*** Data supplied Section Begins ***
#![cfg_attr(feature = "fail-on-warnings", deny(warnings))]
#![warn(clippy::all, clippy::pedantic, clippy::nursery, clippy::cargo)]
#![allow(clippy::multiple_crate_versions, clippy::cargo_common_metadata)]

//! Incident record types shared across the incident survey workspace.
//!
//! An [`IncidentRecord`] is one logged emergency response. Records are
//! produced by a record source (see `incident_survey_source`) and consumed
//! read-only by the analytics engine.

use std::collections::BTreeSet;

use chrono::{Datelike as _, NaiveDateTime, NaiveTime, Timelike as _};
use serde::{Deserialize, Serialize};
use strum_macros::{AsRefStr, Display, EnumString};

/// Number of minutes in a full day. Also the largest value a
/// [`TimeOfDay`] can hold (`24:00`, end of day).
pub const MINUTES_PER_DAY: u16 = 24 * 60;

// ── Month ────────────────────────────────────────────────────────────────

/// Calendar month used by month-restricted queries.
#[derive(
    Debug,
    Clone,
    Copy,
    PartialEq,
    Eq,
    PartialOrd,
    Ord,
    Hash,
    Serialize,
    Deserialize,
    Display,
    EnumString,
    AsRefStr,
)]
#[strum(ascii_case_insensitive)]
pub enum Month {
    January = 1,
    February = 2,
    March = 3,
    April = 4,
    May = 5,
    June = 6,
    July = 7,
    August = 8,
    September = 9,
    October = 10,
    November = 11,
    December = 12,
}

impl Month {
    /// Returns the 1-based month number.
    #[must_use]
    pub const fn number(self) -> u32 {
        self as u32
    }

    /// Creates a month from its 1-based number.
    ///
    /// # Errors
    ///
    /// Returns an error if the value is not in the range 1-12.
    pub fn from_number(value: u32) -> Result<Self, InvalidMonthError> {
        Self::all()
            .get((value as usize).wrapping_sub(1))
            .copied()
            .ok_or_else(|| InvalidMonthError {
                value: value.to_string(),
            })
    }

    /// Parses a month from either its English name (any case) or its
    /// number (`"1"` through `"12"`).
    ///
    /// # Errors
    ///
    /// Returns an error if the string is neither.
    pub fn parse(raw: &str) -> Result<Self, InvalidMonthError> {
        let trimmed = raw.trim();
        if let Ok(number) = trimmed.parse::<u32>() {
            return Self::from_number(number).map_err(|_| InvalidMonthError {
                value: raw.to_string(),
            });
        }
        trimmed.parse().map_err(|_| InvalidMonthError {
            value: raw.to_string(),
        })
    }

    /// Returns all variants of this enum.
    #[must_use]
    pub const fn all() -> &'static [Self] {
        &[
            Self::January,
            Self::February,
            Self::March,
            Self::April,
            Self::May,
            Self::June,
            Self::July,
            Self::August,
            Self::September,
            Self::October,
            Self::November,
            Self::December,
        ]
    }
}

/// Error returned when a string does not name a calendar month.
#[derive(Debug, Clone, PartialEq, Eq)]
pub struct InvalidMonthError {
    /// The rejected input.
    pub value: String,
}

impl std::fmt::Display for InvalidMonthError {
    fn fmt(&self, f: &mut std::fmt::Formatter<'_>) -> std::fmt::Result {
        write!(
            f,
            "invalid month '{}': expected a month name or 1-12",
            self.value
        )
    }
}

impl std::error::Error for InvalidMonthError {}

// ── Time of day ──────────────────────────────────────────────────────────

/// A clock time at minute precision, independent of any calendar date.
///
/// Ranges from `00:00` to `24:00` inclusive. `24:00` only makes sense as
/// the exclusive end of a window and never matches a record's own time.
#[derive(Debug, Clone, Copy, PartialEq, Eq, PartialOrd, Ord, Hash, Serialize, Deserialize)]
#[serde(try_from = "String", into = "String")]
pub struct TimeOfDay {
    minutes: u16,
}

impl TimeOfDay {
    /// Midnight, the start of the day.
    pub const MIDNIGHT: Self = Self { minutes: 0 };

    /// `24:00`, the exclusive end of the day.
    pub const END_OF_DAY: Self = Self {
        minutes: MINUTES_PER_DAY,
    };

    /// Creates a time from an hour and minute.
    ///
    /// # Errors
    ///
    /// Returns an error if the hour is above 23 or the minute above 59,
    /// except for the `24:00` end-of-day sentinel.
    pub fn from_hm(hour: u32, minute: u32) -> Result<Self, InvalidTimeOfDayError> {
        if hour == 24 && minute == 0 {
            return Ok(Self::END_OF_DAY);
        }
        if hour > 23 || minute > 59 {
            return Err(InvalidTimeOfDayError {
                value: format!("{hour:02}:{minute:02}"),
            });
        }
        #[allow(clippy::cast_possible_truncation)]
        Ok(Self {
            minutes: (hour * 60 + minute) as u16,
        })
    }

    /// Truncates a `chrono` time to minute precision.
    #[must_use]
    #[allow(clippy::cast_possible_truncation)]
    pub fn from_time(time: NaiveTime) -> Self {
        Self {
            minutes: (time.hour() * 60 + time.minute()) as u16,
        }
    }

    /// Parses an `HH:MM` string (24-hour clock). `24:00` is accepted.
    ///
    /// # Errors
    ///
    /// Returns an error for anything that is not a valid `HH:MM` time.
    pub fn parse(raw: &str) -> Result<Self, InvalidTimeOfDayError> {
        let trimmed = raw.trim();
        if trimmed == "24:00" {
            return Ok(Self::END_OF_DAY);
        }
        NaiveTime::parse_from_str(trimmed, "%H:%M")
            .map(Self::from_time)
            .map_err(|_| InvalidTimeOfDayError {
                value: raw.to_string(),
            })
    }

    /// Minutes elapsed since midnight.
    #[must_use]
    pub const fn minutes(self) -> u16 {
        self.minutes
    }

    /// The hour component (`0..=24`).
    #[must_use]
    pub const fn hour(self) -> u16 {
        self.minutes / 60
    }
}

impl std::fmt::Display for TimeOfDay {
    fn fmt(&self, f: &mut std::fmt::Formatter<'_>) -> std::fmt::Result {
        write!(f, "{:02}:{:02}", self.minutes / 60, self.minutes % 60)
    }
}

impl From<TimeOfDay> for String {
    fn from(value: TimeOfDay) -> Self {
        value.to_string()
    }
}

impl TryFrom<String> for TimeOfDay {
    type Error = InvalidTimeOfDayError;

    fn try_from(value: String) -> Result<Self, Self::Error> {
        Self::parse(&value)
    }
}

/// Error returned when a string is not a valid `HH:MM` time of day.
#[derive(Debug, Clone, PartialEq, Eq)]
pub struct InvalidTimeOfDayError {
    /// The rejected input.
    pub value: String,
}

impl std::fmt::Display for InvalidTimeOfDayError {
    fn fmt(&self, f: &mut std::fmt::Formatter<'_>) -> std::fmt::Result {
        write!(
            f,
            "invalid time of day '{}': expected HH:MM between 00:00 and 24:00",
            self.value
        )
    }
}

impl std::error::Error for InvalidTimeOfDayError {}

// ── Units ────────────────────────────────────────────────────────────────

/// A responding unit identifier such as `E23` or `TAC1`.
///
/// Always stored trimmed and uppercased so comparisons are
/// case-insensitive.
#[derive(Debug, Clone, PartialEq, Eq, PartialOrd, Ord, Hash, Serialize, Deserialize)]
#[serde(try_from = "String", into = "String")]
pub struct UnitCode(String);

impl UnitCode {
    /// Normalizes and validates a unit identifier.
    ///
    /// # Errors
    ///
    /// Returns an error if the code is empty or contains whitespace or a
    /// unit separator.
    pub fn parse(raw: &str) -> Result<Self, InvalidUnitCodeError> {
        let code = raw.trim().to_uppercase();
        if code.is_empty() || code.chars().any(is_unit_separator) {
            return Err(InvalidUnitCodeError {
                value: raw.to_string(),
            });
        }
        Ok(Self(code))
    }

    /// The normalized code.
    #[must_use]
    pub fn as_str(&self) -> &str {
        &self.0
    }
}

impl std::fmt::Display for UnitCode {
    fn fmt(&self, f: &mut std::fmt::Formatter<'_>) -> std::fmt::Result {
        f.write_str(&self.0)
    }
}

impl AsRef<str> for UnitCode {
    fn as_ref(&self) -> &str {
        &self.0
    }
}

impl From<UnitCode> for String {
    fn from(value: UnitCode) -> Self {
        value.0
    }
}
*** Data supplied Section Ends ***
*** Data supplied Section Begins ***
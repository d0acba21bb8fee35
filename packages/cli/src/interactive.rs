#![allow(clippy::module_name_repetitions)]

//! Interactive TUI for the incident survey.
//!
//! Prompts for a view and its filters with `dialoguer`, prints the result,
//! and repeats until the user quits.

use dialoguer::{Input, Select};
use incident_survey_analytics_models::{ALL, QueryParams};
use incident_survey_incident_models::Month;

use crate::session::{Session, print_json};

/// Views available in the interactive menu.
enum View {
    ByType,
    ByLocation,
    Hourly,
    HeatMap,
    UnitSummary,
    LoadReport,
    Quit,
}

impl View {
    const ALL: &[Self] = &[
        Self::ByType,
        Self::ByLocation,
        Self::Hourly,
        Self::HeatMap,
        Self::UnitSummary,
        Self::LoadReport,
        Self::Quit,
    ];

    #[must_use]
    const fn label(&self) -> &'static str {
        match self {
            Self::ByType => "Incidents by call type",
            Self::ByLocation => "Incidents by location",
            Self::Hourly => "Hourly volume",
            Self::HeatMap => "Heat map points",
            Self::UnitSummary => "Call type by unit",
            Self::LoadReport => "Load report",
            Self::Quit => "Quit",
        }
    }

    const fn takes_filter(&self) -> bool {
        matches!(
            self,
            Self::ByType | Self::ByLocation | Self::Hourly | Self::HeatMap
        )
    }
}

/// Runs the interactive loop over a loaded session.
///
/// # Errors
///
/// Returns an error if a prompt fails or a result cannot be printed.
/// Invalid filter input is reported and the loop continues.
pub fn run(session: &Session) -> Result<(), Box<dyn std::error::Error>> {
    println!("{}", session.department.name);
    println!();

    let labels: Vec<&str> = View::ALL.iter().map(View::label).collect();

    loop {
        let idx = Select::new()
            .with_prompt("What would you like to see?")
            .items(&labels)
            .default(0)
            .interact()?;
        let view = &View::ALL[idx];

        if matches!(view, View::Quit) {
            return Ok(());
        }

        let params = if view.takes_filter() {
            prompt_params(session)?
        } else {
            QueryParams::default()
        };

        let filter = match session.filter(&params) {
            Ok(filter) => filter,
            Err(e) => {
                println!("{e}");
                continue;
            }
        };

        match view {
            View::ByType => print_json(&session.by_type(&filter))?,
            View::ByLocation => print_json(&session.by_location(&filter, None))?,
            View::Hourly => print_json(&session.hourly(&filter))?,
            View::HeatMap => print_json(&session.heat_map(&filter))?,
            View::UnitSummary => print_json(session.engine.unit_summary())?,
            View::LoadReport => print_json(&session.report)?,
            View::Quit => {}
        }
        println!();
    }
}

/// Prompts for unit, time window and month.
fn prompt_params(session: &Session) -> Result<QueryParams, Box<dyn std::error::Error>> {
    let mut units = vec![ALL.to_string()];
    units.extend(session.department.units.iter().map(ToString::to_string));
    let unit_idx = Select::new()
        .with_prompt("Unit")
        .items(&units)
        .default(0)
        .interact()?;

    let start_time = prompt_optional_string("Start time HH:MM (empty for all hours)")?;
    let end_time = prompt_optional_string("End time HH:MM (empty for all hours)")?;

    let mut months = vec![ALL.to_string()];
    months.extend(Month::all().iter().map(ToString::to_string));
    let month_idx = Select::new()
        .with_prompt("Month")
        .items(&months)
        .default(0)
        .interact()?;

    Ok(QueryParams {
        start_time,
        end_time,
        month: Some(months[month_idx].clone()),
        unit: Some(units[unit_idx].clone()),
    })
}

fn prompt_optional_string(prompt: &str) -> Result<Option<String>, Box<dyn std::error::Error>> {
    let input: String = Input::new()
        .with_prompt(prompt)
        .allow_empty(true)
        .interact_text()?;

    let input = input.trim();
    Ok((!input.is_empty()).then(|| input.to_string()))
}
*** Data supplied Section Ends ***
▶ **Task statement**: Tell me how many lines of the records include the word "clippy", replying with the number alone.

▶ **Written response**: 5